Bien que le Canada envisage de lever les interdictions sur la bière et les spiritueux américains, le Québec ne suivra pas le mouvement tant qu’un accord ne sera pas conclu qui serve les intérêts des Québécois, indique le bureau de la première ministre Christine Fréchette.
Vendredi, CTV News a révélé certaines des propositions sur la table alors qu’Ottawa et Washington peaufinent un nouvel accord commercial. Parmi celles-ci figurent, selon certaines sources, la suppression des contre-tarifs douaniers sur les automobiles et des interdictions provinciales sur l’alcool.
Mais le cabinet de Mme Fréchette a déclaré dans un communiqué qu’il était «essentiel» de défendre les intérêts du Québec dans le contexte de la guerre commerciale en cours, ajoutant que c’est «le Québec, et le Québec seul, qui prendra la décision» de remettre les spiritueux américains à la SAQ.
Ce texte est une traduction d’un article de CTV News.
«Le retrait des produits américains des rayons de la SAQ restera en vigueur jusqu’à ce qu’un accord que nous jugeons équitable ait été négocié. La vente d’alcool relève exclusivement de la compétence du gouvernement du Québec», indique le communiqué.
Lorsque le président américain Donald Trump a annoncé le mois dernier de nouveaux droits de douane de 50 % sur les produits canadiens — notamment le vin, les crosses de hockey et le ciment —, il a invoqué l’interdiction du Québec sur les alcools, entrée en vigueur le 4 mars 2025.

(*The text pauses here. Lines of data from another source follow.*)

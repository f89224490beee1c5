//! Sogou container header parsing.
//!
//! # Header Structure
//! ```text
//! [0..4]   Signature "SGPU"
//! [4..8]   Version           (u32 LE)
//! [8..12]  Date              (u32 LE)
//! [12..16] Reserved          (u32 LE)
//! [16..20] Declared size     (u32 LE)
//! ...
//! [56..60] Index start       (u32 LE)
//! [60..64] Index size        (u32 LE)
//! [64..68] Word count        (u32 LE)
//! [68..72] Data start        (u32 LE)
//! [72..76] Data total size   (u32 LE)
//! [76..80] Data effective size (u32 LE)
//! ```

use log::{debug, info, trace, warn};

use crate::sogou::types::{
    error::{Result, SogouError},
    models::{DataRegion, IndexRegion, SogouHeader, MAGIC, MIN_FILE_SIZE, REGION_DESCRIPTOR_OFFSET},
};
use crate::sogou::utils;

/// Parses the fixed header from the start of an in-memory container.
///
/// Only the size check and the signature are fatal. Region descriptors that
/// fall past the end of `data` come back as `None`.
pub fn parse(data: &[u8]) -> Result<SogouHeader> {
    info!("Parsing Sogou dictionary header");

    // Step 1: Minimum size
    if data.len() < MIN_FILE_SIZE {
        return Err(SogouError::TooSmall { len: data.len() });
    }

    // Step 2: Signature
    let found = [data[0], data[1], data[2], data[3]];
    trace!("Signature bytes: {:02x?}", found);
    if found != MAGIC {
        return Err(SogouError::BadSignature { found });
    }

    // Step 3: Fixed fields, guaranteed present by the size check
    let fixed = |offset| utils::read_u32_at(data, offset).unwrap_or_default();
    let version = fixed(4);
    let date = fixed(8);
    let reserved = fixed(12);
    let declared_file_size = fixed(16);

    // Step 4: Region descriptors, each independently optional
    let field = |n: usize| utils::read_u32_at(data, REGION_DESCRIPTOR_OFFSET + 4 * n);
    let index = IndexRegion {
        start: field(0),
        size: field(1),
        word_count: field(2),
    };
    let data_region = DataRegion {
        start: field(3),
        total_size: field(4),
        effective_size: field(5),
    };

    let header = SogouHeader {
        version,
        date,
        reserved,
        declared_file_size,
        index,
        data: data_region,
    };

    if !header.is_file_size_consistent(data.len()) {
        warn!(
            "Declared file size {} does not match actual size {}",
            declared_file_size,
            data.len()
        );
    }
    debug!(
        "Index region: start={:?}, size={:?}, words={:?}",
        index.start, index.size, index.word_count
    );
    debug!(
        "Data region: start={:?}, total={:?}, effective={:?}",
        data_region.start, data_region.total_size, data_region.effective_size
    );
    info!(
        "Header parsed successfully: version={}, date={}, declared size={} bytes, words={}",
        version,
        date,
        declared_file_size,
        header.word_count()
    );

    Ok(header)
}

En réponse, le cabinet de M. Fréchette a déclaré que cette mesure resterait en vigueur tant que les États-Unis maintiendraient leurs « droits de douane injustifiés ». Depuis, les ventes de produits alcoolisés québécois ont bondi de 70 % en un an.

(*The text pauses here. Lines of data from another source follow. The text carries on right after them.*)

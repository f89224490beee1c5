//! In-memory builder for Sogou `.bin` containers.

#![allow(dead_code)]

pub const HEADER_LEN: usize = 80;

pub fn utf16(s: &str) -> Vec<u8> {
    s.encode_utf16().flat_map(u16::to_le_bytes).collect()
}

/// Encodes one record with raw pinyin bytes and raw word bytes.
pub fn raw_record(frequency: i16, pinyin: &[u8], word: &[u8]) -> Vec<u8> {
    raw_record_with_len(frequency, pinyin.len() as u16, pinyin, word)
}

/// Like [`raw_record`], but writes `pinyin_len` as the pinyin length field
/// regardless of how many pinyin bytes follow.
pub fn raw_record_with_len(frequency: i16, pinyin_len: u16, pinyin: &[u8], word: &[u8]) -> Vec<u8> {
    let mut rec = Vec::new();
    rec.extend_from_slice(&frequency.to_le_bytes());
    rec.extend_from_slice(&[0xAA; 2]);
    rec.extend_from_slice(&[0xBB; 5]);
    rec.extend_from_slice(&pinyin_len.to_le_bytes());
    rec.extend_from_slice(pinyin);
    rec.extend_from_slice(&0x1234u16.to_le_bytes());
    rec.extend_from_slice(&(word.len() as u16).to_le_bytes());
    rec.extend_from_slice(word);
    rec
}

pub fn record(frequency: i16, pinyin: &str, word: &str) -> Vec<u8> {
    raw_record(frequency, &utf16(pinyin), &utf16(word))
}

/// Builds a container from records laid out back to back.
///
/// `extra_slots` are appended to the index verbatim, after the slots that
/// point at `records`. A zero tail keeps short final records above the
/// minimum record size guard.
pub fn container(records: &[Vec<u8>], extra_slots: &[u32]) -> Vec<u8> {
    let word_count = records.len() + extra_slots.len();
    let index_start = HEADER_LEN;
    let index_size = 4 * word_count;
    let data_start = index_start + index_size;

    let mut offsets = Vec::new();
    let mut data = Vec::new();
    for rec in records {
        offsets.push(data.len() as u32);
        data.extend_from_slice(rec);
    }
    offsets.extend_from_slice(extra_slots);
    let effective = data.len();
    data.extend_from_slice(&[0u8; 32]);

    let total_len = data_start + data.len();
    let mut buf = vec![0u8; HEADER_LEN];
    buf[0..4].copy_from_slice(b"SGPU");
    put_u32(&mut buf, 4, 2);
    put_u32(&mut buf, 8, 20251127);
    put_u32(&mut buf, 12, 0);
    put_u32(&mut buf, 16, total_len as u32);
    put_u32(&mut buf, 56, index_start as u32);
    put_u32(&mut buf, 60, index_size as u32);
    put_u32(&mut buf, 64, word_count as u32);
    put_u32(&mut buf, 68, data_start as u32);
    put_u32(&mut buf, 72, data.len() as u32);
    put_u32(&mut buf, 76, effective as u32);
    for off in offsets {
        buf.extend_from_slice(&off.to_le_bytes());
    }
    buf.extend_from_slice(&data);
    buf
}

pub fn put_u32(buf: &mut [u8], offset: usize, value: u32) {
    buf[offset..offset + 4].copy_from_slice(&value.to_le_bytes());
}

Les nouveaux droits de douane annoncés par la Maison Blanche doivent entrer en vigueur le 19 août, ce qui a donné lieu récemment à des négociations « tendues », les responsables des deux pays s’efforçant de parvenir à un accord bilatéral en dehors du cadre de l’accord trilatéral officiel entre les États-Unis, le Canada et le Mexique.